(Stored data entries)
☆ ☆ ☆ ☆ ☆

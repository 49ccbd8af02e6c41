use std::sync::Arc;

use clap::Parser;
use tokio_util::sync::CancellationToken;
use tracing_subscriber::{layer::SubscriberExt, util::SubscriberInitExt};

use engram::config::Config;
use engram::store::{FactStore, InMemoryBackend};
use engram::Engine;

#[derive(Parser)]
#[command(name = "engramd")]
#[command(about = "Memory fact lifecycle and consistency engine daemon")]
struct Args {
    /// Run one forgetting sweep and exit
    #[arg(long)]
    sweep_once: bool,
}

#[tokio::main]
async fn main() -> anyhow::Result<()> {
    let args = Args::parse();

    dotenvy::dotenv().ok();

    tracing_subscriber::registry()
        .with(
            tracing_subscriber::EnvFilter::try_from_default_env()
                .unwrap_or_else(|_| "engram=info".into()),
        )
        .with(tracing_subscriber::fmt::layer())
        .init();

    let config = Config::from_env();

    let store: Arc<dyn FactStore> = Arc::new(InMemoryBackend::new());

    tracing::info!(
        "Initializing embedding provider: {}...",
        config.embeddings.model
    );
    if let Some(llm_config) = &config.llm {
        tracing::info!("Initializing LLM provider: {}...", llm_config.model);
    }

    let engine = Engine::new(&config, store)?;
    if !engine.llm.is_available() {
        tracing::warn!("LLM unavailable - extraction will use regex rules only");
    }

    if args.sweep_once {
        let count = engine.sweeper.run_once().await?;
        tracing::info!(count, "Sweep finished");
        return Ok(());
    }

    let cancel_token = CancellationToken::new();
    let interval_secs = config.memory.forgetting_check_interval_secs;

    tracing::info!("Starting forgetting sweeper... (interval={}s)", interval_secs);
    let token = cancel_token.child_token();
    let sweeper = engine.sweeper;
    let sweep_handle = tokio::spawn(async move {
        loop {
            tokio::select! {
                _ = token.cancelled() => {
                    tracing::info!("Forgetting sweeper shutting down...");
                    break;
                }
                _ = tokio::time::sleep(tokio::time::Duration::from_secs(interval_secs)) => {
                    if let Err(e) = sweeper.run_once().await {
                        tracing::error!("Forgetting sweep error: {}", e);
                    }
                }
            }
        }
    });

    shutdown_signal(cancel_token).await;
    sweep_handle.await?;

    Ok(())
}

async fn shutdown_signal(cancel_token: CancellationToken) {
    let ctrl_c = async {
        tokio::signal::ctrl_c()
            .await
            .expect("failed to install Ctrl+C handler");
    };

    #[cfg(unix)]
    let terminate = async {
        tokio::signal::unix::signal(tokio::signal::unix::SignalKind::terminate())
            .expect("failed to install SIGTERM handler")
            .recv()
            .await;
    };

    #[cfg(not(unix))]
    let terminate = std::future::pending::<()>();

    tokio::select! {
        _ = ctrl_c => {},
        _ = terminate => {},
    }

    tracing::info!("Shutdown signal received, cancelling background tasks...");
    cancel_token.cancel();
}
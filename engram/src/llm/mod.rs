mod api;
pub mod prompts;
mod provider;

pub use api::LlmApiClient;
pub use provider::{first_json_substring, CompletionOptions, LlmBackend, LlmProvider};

☆ ☆ ☆ ☆ ☆

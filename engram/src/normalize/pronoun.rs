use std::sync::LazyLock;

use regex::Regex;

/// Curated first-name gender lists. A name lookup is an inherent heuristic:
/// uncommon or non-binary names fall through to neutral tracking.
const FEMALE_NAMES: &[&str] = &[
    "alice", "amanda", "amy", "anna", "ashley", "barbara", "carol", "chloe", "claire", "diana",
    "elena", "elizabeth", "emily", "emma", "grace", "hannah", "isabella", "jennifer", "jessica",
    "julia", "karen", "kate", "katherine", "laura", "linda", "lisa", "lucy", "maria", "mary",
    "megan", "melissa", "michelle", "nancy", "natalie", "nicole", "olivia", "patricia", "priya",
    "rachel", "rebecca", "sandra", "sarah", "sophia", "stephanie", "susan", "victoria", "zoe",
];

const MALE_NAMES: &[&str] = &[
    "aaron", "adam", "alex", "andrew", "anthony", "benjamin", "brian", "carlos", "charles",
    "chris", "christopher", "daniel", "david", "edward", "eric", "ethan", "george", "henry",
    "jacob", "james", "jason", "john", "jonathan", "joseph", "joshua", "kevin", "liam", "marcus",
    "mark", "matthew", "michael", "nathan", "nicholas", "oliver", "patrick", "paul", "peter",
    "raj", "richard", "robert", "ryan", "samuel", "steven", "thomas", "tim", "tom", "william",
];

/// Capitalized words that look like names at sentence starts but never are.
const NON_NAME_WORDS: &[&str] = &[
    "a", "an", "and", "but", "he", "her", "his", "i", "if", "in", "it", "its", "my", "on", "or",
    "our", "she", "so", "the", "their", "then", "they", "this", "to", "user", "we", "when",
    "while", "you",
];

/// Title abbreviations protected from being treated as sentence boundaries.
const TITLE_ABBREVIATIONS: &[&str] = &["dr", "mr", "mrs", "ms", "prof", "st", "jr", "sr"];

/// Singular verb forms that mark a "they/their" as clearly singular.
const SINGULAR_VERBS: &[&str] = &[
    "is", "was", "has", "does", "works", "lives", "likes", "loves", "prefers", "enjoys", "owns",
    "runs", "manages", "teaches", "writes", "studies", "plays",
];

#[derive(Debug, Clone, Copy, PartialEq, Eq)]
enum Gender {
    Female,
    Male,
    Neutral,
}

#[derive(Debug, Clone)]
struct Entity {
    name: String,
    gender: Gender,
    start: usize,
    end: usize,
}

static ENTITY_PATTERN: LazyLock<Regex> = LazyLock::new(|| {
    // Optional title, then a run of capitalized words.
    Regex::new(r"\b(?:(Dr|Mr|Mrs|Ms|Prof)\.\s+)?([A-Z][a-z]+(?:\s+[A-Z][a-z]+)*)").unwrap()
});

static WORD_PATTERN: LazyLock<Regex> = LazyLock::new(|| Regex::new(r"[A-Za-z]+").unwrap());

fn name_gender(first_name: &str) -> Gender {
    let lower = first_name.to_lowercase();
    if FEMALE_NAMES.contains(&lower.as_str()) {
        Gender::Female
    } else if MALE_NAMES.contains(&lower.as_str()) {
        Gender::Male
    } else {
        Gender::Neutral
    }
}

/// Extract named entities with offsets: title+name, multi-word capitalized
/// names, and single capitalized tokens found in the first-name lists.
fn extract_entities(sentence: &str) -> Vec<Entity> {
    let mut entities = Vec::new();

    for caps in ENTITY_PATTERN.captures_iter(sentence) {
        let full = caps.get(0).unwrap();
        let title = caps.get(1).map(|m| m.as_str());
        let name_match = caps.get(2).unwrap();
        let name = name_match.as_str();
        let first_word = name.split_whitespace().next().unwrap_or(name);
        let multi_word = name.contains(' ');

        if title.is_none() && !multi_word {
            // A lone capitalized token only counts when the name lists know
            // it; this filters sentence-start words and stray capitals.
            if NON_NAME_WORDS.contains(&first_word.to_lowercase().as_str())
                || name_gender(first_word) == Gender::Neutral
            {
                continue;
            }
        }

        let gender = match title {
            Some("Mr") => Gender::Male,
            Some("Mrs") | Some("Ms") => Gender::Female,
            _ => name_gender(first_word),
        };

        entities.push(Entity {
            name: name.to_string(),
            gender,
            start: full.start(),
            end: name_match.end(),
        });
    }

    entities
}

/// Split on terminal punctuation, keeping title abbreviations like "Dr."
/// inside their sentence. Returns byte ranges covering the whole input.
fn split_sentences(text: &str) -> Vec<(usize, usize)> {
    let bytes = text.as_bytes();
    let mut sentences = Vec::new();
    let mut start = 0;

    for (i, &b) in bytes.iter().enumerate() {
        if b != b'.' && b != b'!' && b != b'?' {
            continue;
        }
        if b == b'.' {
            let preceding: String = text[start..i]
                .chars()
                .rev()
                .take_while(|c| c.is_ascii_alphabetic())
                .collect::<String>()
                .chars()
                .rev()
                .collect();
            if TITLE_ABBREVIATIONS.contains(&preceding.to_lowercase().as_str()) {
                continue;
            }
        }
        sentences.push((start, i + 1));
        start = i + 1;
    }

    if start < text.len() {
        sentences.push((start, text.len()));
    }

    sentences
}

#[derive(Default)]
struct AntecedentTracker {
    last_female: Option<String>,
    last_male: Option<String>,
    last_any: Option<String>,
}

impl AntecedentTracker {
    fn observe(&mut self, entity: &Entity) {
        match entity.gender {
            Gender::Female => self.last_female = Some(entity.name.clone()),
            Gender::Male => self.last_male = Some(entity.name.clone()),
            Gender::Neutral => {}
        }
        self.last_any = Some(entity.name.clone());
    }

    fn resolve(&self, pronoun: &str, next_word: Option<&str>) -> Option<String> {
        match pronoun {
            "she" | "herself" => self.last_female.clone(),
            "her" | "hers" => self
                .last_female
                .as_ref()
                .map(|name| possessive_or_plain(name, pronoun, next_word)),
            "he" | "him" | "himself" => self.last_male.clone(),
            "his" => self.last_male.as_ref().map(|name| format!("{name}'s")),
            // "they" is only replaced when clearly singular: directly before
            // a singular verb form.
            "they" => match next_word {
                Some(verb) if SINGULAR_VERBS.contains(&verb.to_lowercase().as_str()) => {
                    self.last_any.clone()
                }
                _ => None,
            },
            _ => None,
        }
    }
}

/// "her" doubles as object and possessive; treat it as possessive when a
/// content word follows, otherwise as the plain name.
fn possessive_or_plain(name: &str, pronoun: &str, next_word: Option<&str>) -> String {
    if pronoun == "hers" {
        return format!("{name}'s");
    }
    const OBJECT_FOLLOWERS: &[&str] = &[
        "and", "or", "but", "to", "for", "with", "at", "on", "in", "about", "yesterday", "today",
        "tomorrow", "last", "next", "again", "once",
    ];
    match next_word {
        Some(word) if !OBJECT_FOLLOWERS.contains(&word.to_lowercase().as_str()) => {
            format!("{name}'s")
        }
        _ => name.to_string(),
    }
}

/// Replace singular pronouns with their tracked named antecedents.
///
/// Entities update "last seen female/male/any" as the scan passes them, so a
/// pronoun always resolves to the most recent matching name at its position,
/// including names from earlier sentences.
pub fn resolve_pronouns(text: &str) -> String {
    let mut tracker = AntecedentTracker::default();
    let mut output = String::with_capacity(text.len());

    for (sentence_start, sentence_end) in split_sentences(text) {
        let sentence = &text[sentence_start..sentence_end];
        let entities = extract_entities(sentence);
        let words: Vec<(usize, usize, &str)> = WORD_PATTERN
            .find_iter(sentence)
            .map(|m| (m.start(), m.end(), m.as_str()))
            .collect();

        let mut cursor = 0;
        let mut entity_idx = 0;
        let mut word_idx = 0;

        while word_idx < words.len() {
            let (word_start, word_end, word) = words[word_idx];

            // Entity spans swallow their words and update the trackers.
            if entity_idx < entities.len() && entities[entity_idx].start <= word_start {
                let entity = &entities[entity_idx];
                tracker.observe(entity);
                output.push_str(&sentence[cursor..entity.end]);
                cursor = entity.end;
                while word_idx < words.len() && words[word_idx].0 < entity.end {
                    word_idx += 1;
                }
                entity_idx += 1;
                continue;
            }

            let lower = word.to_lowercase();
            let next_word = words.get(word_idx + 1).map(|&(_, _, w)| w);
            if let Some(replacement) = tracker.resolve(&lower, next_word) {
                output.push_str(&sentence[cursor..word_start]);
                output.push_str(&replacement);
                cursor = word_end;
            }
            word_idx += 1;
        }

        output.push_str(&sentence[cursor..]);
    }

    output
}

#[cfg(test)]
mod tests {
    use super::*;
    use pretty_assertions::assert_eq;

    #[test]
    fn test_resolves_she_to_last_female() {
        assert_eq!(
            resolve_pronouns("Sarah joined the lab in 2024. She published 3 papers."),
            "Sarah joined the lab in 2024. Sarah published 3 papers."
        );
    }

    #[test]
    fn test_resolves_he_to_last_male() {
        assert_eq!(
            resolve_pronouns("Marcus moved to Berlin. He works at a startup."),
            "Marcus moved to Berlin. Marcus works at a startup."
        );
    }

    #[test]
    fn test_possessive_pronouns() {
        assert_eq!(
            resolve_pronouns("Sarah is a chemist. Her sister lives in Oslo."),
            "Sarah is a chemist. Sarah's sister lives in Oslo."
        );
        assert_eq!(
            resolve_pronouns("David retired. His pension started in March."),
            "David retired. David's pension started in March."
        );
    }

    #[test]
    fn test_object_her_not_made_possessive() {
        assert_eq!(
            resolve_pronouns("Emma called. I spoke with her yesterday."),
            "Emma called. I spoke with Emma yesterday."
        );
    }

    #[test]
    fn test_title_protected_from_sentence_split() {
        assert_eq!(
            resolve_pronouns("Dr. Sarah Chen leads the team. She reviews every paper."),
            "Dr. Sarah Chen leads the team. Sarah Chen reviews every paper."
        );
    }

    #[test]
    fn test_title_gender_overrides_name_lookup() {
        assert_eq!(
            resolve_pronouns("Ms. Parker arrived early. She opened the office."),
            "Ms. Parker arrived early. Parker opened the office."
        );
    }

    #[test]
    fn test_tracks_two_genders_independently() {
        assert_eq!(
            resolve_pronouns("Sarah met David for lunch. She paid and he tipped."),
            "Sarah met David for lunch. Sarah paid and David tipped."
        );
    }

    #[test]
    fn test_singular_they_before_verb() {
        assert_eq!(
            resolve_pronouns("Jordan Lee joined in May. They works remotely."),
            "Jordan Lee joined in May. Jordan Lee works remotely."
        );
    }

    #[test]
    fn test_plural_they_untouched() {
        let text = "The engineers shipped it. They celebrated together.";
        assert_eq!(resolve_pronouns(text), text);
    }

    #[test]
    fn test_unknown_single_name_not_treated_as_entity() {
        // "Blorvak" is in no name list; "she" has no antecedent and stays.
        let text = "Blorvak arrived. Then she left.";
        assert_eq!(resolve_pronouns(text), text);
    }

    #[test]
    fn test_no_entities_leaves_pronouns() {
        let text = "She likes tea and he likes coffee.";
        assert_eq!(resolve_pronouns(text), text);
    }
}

☆ ☆ ☆ ☆ ☆

◆ TASK BRIEF ◆
One stretch of the lines above is wanted, from the line that contains "let engine = Engine::new(&config, store)?;" through the line that contains "let count = engine.sweeper.run_once().await?;". Output it exactly.

◆ EXERCISE ANSWER ◆
    let engine = Engine::new(&config, store)?;
    if !engine.llm.is_available() {
        tracing::warn!("LLM unavailable - extraction will use regex rules only");
    }

    if args.sweep_once {
        let count = engine.sweeper.run_once().await?;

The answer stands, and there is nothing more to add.